▶ **Material shown**:

-=-=-=-=-

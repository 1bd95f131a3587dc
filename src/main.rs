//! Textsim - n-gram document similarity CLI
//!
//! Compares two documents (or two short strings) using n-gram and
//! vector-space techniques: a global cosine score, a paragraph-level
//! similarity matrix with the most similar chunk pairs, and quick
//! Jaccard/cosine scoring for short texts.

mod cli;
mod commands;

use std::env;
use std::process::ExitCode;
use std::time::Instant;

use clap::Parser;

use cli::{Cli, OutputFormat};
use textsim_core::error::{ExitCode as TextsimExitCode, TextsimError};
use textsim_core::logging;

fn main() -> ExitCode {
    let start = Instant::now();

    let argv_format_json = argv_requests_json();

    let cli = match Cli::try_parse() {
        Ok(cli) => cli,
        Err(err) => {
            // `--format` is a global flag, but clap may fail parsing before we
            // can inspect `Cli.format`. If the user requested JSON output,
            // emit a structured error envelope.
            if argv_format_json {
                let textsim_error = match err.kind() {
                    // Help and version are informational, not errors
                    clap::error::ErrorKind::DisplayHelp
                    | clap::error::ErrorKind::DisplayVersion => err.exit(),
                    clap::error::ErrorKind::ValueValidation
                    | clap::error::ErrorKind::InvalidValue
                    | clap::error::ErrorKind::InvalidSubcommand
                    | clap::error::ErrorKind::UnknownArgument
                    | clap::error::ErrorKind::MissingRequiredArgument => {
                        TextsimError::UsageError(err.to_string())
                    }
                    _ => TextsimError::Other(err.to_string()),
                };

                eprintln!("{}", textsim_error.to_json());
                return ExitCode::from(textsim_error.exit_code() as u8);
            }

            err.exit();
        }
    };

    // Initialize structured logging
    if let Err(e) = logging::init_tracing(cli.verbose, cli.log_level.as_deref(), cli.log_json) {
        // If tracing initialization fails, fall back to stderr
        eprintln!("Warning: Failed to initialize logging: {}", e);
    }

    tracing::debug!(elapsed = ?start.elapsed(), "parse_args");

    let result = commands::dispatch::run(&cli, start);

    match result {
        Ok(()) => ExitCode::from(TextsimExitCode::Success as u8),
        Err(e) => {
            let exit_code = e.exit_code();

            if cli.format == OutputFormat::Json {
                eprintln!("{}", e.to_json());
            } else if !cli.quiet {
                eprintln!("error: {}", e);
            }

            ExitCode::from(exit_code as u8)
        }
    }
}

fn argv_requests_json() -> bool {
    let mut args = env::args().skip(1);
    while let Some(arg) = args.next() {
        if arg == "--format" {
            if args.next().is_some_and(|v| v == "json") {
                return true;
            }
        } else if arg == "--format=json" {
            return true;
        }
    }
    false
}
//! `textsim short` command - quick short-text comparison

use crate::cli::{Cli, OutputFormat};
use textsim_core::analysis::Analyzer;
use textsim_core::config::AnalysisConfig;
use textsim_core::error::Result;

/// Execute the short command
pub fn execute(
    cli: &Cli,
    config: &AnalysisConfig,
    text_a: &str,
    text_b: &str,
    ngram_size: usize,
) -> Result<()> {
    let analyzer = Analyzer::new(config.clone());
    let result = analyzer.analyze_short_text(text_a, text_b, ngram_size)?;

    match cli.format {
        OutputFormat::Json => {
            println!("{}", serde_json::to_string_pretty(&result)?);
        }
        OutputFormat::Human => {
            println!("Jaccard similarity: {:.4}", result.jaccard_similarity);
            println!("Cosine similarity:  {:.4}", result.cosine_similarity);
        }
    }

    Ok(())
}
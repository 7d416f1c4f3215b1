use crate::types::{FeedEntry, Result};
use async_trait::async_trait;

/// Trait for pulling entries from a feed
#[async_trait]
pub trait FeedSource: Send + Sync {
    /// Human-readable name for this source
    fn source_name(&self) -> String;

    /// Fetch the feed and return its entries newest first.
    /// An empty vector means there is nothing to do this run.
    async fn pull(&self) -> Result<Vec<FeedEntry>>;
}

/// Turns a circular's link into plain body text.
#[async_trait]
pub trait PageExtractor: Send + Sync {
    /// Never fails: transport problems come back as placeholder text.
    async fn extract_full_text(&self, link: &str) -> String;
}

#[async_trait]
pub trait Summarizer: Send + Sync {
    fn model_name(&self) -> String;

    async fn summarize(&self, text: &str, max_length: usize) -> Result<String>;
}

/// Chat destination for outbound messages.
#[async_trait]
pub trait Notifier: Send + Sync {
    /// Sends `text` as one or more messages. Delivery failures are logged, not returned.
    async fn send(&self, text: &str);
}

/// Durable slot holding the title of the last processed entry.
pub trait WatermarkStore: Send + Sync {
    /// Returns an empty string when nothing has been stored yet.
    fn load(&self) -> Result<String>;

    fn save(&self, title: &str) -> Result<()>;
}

-=-=-=-=-

▶ **Exercise instructions**:
Every entry is to be retyped word for word.

▶ **Output of the exercise**:
repository 1bd95f131a3587dc
filename src/main.rs
//! Textsim - n-gram document similarity CLI
//!
//! Compares two documents (or two short strings) using n-gram and
//! vector-space techniques: a global cosine score, a paragraph-level
//! similarity matrix with the most similar chunk pairs, and quick
//! Jaccard/cosine scoring for short texts.

mod cli;
mod commands;

use std::env;
use std::process::ExitCode;
use std::time::Instant;

use clap::Parser;

use cli::{Cli, OutputFormat};
use textsim_core::error::{ExitCode as TextsimExitCode, TextsimError};
use textsim_core::logging;

fn main() -> ExitCode {
    let start = Instant::now();

    let argv_format_json = argv_requests_json();

    let cli = match Cli::try_parse() {
        Ok(cli) => cli,
        Err(err) => {
            // `--format` is a global flag, but clap may fail parsing before we
            // can inspect `Cli.format`. If the user requested JSON output,
            // emit a structured error envelope.
            if argv_format_json {
                let textsim_error = match err.kind() {
                    // Help and version are informational, not errors
                    clap::error::ErrorKind::DisplayHelp
                    | clap::error::ErrorKind::DisplayVersion => err.exit(),
                    clap::error::ErrorKind::ValueValidation
                    | clap::error::ErrorKind::InvalidValue
                    | clap::error::ErrorKind::InvalidSubcommand
                    | clap::error::ErrorKind::UnknownArgument
                    | clap::error::ErrorKind::MissingRequiredArgument => {
                        TextsimError::UsageError(err.to_string())
                    }
                    _ => TextsimError::Other(err.to_string()),
                };

                eprintln!("{}", textsim_error.to_json());
                return ExitCode::from(textsim_error.exit_code() as u8);
            }

            err.exit();
        }
    };

    // Initialize structured logging
    if let Err(e) = logging::init_tracing(cli.verbose, cli.log_level.as_deref(), cli.log_json) {
        // If tracing initialization fails, fall back to stderr
        eprintln!("Warning: Failed to initialize logging: {}", e);
    }

    tracing::debug!(elapsed = ?start.elapsed(), "parse_args");

    let result = commands::dispatch::run(&cli, start);

    match result {
        Ok(()) => ExitCode::from(TextsimExitCode::Success as u8),
        Err(e) => {
            let exit_code = e.exit_code();

            if cli.format == OutputFormat::Json {
                eprintln!("{}", e.to_json());
            } else if !cli.quiet {
                eprintln!("error: {}", e);
            }

            ExitCode::from(exit_code as u8)
        }
    }
}

fn argv_requests_json() -> bool {
    let mut args = env::args().skip(1);
    while let Some(arg) = args.next() {
        if arg == "--format" {
            if args.next().is_some_and(|v| v == "json") {
                return true;
            }
        } else if arg == "--format=json" {
            return true;
        }
    }
    false
}
//! `textsim short` command - quick short-text comparison

use crate::cli::{Cli, OutputFormat};
use textsim_core::analysis::Analyzer;
use textsim_core::config::AnalysisConfig;
use textsim_core::error::Result;

/// Execute the short command
pub fn execute(
    cli: &Cli,
    config: &AnalysisConfig,
    text_a: &str,
    text_b: &str,
    ngram_size: usize,
) -> Result<()> {
    let analyzer = Analyzer::new(config.clone());
    let result = analyzer.analyze_short_text(text_a, text_b, ngram_size)?;

    match cli.format {
        OutputFormat::Json => {
            println!("{}", serde_json::to_string_pretty(&result)?);
        }
        OutputFormat::Human => {
            println!("Jaccard similarity: {:.4}", result.jaccard_similarity);
            println!("Cosine similarity:  {:.4}", result.cosine_similarity);
        }
    }

    Ok(())
}
repository 7d416f1c4f3215b1
use crate::types::{FeedEntry, Result};
use async_trait::async_trait;

/// Trait for pulling entries from a feed
#[async_trait]
pub trait FeedSource: Send + Sync {
    /// Human-readable name for this source
    fn source_name(&self) -> String;

    /// Fetch the feed and return its entries newest first.
    /// An empty vector means there is nothing to do this run.
    async fn pull(&self) -> Result<Vec<FeedEntry>>;
}

/// Turns a circular's link into plain body text.
#[async_trait]
pub trait PageExtractor: Send + Sync {
    /// Never fails: transport problems come back as placeholder text.
    async fn extract_full_text(&self, link: &str) -> String;
}

#[async_trait]
pub trait Summarizer: Send + Sync {
    fn model_name(&self) -> String;

    async fn summarize(&self, text: &str, max_length: usize) -> Result<String>;
}

/// Chat destination for outbound messages.
#[async_trait]
pub trait Notifier: Send + Sync {
    /// Sends `text` as one or more messages. Delivery failures are logged, not returned.
    async fn send(&self, text: &str);
}

/// Durable slot holding the title of the last processed entry.
pub trait WatermarkStore: Send + Sync {
    /// Returns an empty string when nothing has been stored yet.
    fn load(&self) -> Result<String>;

    fn save(&self, title: &str) -> Result<()>;
}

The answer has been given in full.